Collected data entries
• • •

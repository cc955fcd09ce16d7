//! `ConfigureOrchestrator`: the multi-step PPL configuration transaction,
//! grounded on `client.py`'s `runCmdConfigure`/`runCmdClear`/`runCmdTest`.
//!
//! The source tracks how far it got into the transaction by checking
//! `'var' in locals()` before running its `finally`-block compensation. That
//! idiom has no Rust equivalent (and wouldn't be good Rust if it did); this
//! realizes the same compensation logic with an explicit [`Phase`] enum
//! instead, per SPEC_FULL.md §9.

use md5::{Digest, Md5};

use crate::error::QueryError;
use crate::mac::MacAddress;
use crate::ppl::client::PplClient;
use crate::ppl::enums::ConfigStorageMode;
use crate::ppl::messages::*;
use crate::ppl::subprotocols::{ConfigurationMessage, PairingMessage, PplPacket};

/// How far a configure transaction progressed before it stopped, successfully
/// or not. Drives the compensation (rollback) logic in place of the
/// source's `'var' in locals()` checks.
#[derive(Debug, Clone, Copy, PartialEq, Eq)]
pub enum Phase {
    /// Nothing has happened yet; no pairing to undo.
    NotPaired,
    /// `PairNode` succeeded.
    Paired,
    /// `StartConfigSetTransaction` succeeded.
    TxStarted,
    /// `SetGlobalHostConfig` succeeded.
    GlobalHcApplied,
    /// At least one slot's `SELECT`/`SET_MAC`/`SET_HOST`/`FINALIZE` sequence
    /// has started.
    SlotsInProgress,
    /// `CommitConfigSet` succeeded.
    Committed,
    /// `UnpairNode` has already run; no further compensation needed.
    Unpaired,
}

/// Outcome of one step, for the external log.
#[derive(Debug, Clone, Copy, PartialEq, Eq)]
pub enum LogResult {
    /// The step succeeded.
    Ok,
    /// The step failed.
    Err,
}

/// One row of the orchestrator's external-facing log — the Rust realization
/// of the source's parallel `response`/`timestamp`/`message` lists, kept as
/// a single `Vec<LogRow>` instead (see SPEC_FULL.md §4.5).
#[derive(Debug, Clone)]
pub struct LogRow {
    /// Outcome of this step.
    pub result: LogResult,
    /// Wall-clock timestamp, caller-supplied so tests stay deterministic
    /// (this runtime never calls a clock internally; see
    /// [`ConfigureOrchestrator::run_configure`]).
    pub timestamp: String,
    /// Optional human-readable detail.
    pub message: Option<String>,
}

/// Per-slot MAC and host configuration to apply during a transaction.
#[derive(Debug, Clone)]
pub struct SlotConfig {
    /// Slot index to select before applying this configuration.
    pub slot: u8,
    /// MAC-layer parameters for this slot.
    pub mac_config: SetMacConfig,
    /// Host-side IP configuration for this slot.
    pub host_config: SetHostConfig,
}

/// A full configure-transaction request.
#[derive(Debug, Clone)]
pub struct ConfigureRequest {
    /// Node to configure.
    pub mac: MacAddress,
    /// Whether to clear any existing configuration set before starting.
    pub clear_first: bool,
    /// Whether to validate every slot's MAC config before applying any of
    /// them. A validation failure is logged and iteration continues to the
    /// next slot (report-all); it does not abort the transaction. This
    /// mirrors the source precisely and is an intentional asymmetry with
    /// `SetMacConfig` failures, which do abort — see DESIGN.md.
    pub validate_first: bool,
    /// Where the node should persist the new configuration set.
    pub storage_mode: ConfigStorageMode,
    /// Global host configuration applied once, before any per-slot config.
    pub global_host_config: SetGlobalHostConfig,
    /// Per-slot configuration to apply, in order.
    pub slots: Vec<SlotConfig>,
}

/// Failure of a configure transaction, after compensation has already run.
#[derive(Debug, thiserror::Error)]
pub enum ConfigureError {
    /// A required step failed; the transaction was aborted and
    /// compensation (unpair, if applicable) has already run.
    #[error("configure transaction aborted: {0}")]
    Aborted(#[source] QueryError),
}

/// Drives a configure transaction against a single [`PplClient`].
pub struct ConfigureOrchestrator<'a> {
    client: &'a PplClient,
}

impl<'a> ConfigureOrchestrator<'a> {
    /// Builds an orchestrator for `client`.
    pub fn new(client: &'a PplClient) -> Self {
        Self { client }
    }

    /// Runs a full configure transaction. `now` is called once per logged
    /// step to stamp it — injected rather than read from a clock internally
    /// so tests remain deterministic (see SPEC_FULL.md's test-tooling
    /// section).
    pub fn run_configure(
        &self,
        req: &ConfigureRequest,
        mut now: impl FnMut() -> String,
    ) -> (Vec<LogRow>, Result<u64, ConfigureError>) {
        let mut log = Vec::new();
        let mut phase = Phase::NotPaired;

        let result = self.run_steps(req, &mut phase, &mut log, &mut now);
        self.compensate(req, phase, &mut log, &mut now);

        (log, result.map_err(ConfigureError::Aborted))
    }

    fn log_step(
        log: &mut Vec<LogRow>,
        now: &mut impl FnMut() -> String,
        outcome: &Result<PplPacket, QueryError>,
        context: &str,
    ) {
        match outcome {
            Ok(_) => log.push(LogRow {
                result: LogResult::Ok,
                timestamp: now(),
                message: None,
            }),
            Err(err) => log.push(LogRow {
                result: LogResult::Err,
                timestamp: now(),
                message: Some(format!("{context}: {err}")),
            }),
        }
    }

    fn run_steps(
        &self,
        req: &ConfigureRequest,
        phase: &mut Phase,
        log: &mut Vec<LogRow>,
        now: &mut impl FnMut() -> String,
    ) -> Result<u64, QueryError> {
        let pair = self
            .client
            .send_command(PplPacket::Pairing(PairingMessage::PairNode(PairNode {
                mac: req.mac,
            })));
        Self::log_step(log, now, &pair, "pair node");
        pair?;
        *phase = Phase::Paired;

        if req.validate_first {
            for slot in &req.slots {
                let outcome = self.client.send_command(PplPacket::Configuration(
                    ConfigurationMessage::ValidateMacConfig(ValidateMacConfig {
                        mac: slot.mac_config.mac,
                        latency: slot.mac_config.latency,
                        payload_size: slot.mac_config.payload_size,
                        reliability: slot.mac_config.reliability,
                        station_count: slot.mac_config.station_count,
                        optimization: slot.mac_config.optimization,
                        total_ptts: slot.mac_config.total_ptts,
                        is_static: slot.mac_config.is_static,
                        security_mode: slot.mac_config.security_mode,
                    }),
                ));
                // Report-all: a validation failure is logged but does not
                // abort the loop, matching the source and DESIGN.md.
                Self::log_step(log, now, &outcome, &format!("validate slot {}", slot.slot));
            }
        }

        if req.clear_first {
            let cleared = self.client.send_command(PplPacket::Configuration(
                ConfigurationMessage::ClearConfigSet(ClearConfigSet {}),
            ));
            Self::log_step(log, now, &cleared, "clear config set");
            cleared?;
        }

        let started = self.client.send_command(PplPacket::Configuration(
            ConfigurationMessage::StartConfigSetTransaction(StartConfigSetTransaction {
                storage_mode: req.storage_mode,
            }),
        ));
        Self::log_step(log, now, &started, "start config set transaction");
        started?;
        *phase = Phase::TxStarted;

        let global = self.client.send_command(PplPacket::Configuration(
            ConfigurationMessage::SetGlobalHostConfig(req.global_host_config.clone()),
        ));
        Self::log_step(log, now, &global, "set global host config");
        global?;
        *phase = Phase::GlobalHcApplied;

        for slot in &req.slots {
            *phase = Phase::SlotsInProgress;

            let selected = self.client.send_command(PplPacket::Configuration(
                ConfigurationMessage::SelectConfigSlot(SelectConfigSlot { slot: slot.slot }),
            ));
            Self::log_step(log, now, &selected, &format!("select slot {}", slot.slot));
            selected?;

            // Unlike validation, a SetMacConfig failure aborts immediately:
            // the device is left with the slot selected but not configured,
            // which the final unpair step implicitly discards.
            let mac_set = self.client.send_command(PplPacket::Configuration(
                ConfigurationMessage::SetMacConfig(slot.mac_config.clone()),
            ));
            Self::log_step(log, now, &mac_set, &format!("set mac config slot {}", slot.slot));
            mac_set?;

            let host_set = self.client.send_command(PplPacket::Configuration(
                ConfigurationMessage::SetHostConfig(slot.host_config.clone()),
            ));
            Self::log_step(log, now, &host_set, &format!("set host config slot {}", slot.slot));
            host_set?;

            let finalized = self.client.send_command(PplPacket::Configuration(
                ConfigurationMessage::FinalizeConfigSlot(FinalizeConfigSlot {}),
            ));
            Self::log_step(log, now, &finalized, &format!("finalize slot {}", slot.slot));
            finalized?;
        }

        let committed = self.client.send_command(PplPacket::Configuration(
            ConfigurationMessage::CommitConfigSet(CommitConfigSet {}),
        ));
        Self::log_step(log, now, &committed, "commit config set");
        committed?;
        *phase = Phase::Committed;

        Ok(compute_uid(req))
    }

    /// Runs compensation for however far the transaction got, per spec.md
    /// §4.5 "Mid-transaction failure": a failure after `START_TX` leaves the
    /// device mid-transaction, so `FinalizeConfigSlot` and `CommitConfigSet`
    /// are attempted best-effort (ignoring their own outcome) to return the
    /// device to a closed, coherent state before unpairing. A failure before
    /// `START_TX` (validation/clear) never opened a transaction, so only
    /// `UnpairNode` is needed. This function also runs on the happy path
    /// (`phase == Committed`), where it does nothing but the final unpair.
    fn compensate(
        &self,
        req: &ConfigureRequest,
        phase: Phase,
        log: &mut Vec<LogRow>,
        now: &mut impl FnMut() -> String,
    ) {
        match phase {
            Phase::NotPaired | Phase::Unpaired => return,
            Phase::Paired | Phase::Committed => {}
            Phase::TxStarted | Phase::GlobalHcApplied | Phase::SlotsInProgress => {
                if phase == Phase::SlotsInProgress && req.slots.len() > 1 {
                    log.push(LogRow {
                        result: LogResult::Err,
                        timestamp: now(),
                        message: Some(
                            "a slot was partially configured before this failure; run an \
                             explicit `clear` to remove any half-applied configuration"
                                .to_string(),
                        ),
                    });
                }

                let finalized = self.client.send_command(PplPacket::Configuration(
                    ConfigurationMessage::FinalizeConfigSlot(FinalizeConfigSlot {}),
                ));
                Self::log_step(log, now, &finalized, "finalize slot (best-effort compensation)");

                let committed = self.client.send_command(PplPacket::Configuration(
                    ConfigurationMessage::CommitConfigSet(CommitConfigSet {}),
                ));
                Self::log_step(log, now, &committed, "commit config set (best-effort compensation)");
            }
        }

        let unpaired = self
            .client
            .send_command(PplPacket::Pairing(PairingMessage::UnpairNode(UnpairNode {
                mac: req.mac,
            })));
        Self::log_step(log, now, &unpaired, "unpair node");
    }
}

/// Computes the configuration set UID: an MD5 digest of the transaction's
/// identifying fields, truncated to 64 bits, matching the source's
/// `_getConfigUid` (`abs(int(md5_hex, 16)) & 0xFFFFFFFFFFFFFFFF`).
fn compute_uid(req: &ConfigureRequest) -> u64 {
    let mut hasher = Md5::new();
    hasher.update(req.mac.octets());
    for slot in &req.slots {
        hasher.update([slot.slot]);
        hasher.update(slot.mac_config.mac.octets());
    }
    let digest = hasher.finalize();

    let mut high = [0u8; 8];
    high.copy_from_slice(&digest[0..8]);
    u64::from_be_bytes(high)
}

#[cfg(test)]
mod tests {
    use super::*;

    fn sample_request() -> ConfigureRequest {
        let mac: MacAddress = "aa:bb:cc:dd:ee:ff".parse().unwrap();
        ConfigureRequest {
            mac,
            clear_first: false,
            validate_first: false,
            storage_mode: ConfigStorageMode::Persist,
            global_host_config: SetGlobalHostConfig {
                dhcp_client: 1,
                dns_primary: std::net::Ipv4Addr::UNSPECIFIED,
                dns_secondary: std::net::Ipv4Addr::UNSPECIFIED,
                ntp_server: std::net::Ipv4Addr::UNSPECIFIED,
                domain: String::new(),
            },
            slots: vec![SlotConfig {
                slot: 0,
                mac_config: SetMacConfig {
                    mac,
                    latency: 1,
                    payload_size: 10,
                    reliability: crate::ppl::enums::MacReliability::Unspecified,
                    station_count: 2,
                    optimization: crate::ppl::enums::MacOptimization::Latency,
                    total_ptts: 2,
                    is_static: 1,
                    security_mode: crate::ppl::enums::SecurityMode::None,
                },
                host_config: SetHostConfig {
                    dhcp_client: 1,
                    ip: std::net::Ipv4Addr::UNSPECIFIED,
                    netmask: std::net::Ipv4Addr::UNSPECIFIED,
                    gateway: std::net::Ipv4Addr::UNSPECIFIED,
                    subnets: vec![],
                },
            }],
        }
    }

    #[test]
    fn uid_is_deterministic_for_identical_requests() {
        let a = compute_uid(&sample_request());
        let b = compute_uid(&sample_request());
        assert_eq!(a, b);
    }

    #[test]
    fn uid_differs_when_slots_differ() {
        let mut other = sample_request();
        other.slots[0].slot = 1;
        assert_ne!(compute_uid(&sample_request()), compute_uid(&other));
    }
}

• • •

**What the exercise asks:**
Please report every line among the entries that includes "reliability".

**Output below:**
                        reliability: slot.mac_config.reliability,
                    reliability: crate::ppl::enums::MacReliability::Unspecified,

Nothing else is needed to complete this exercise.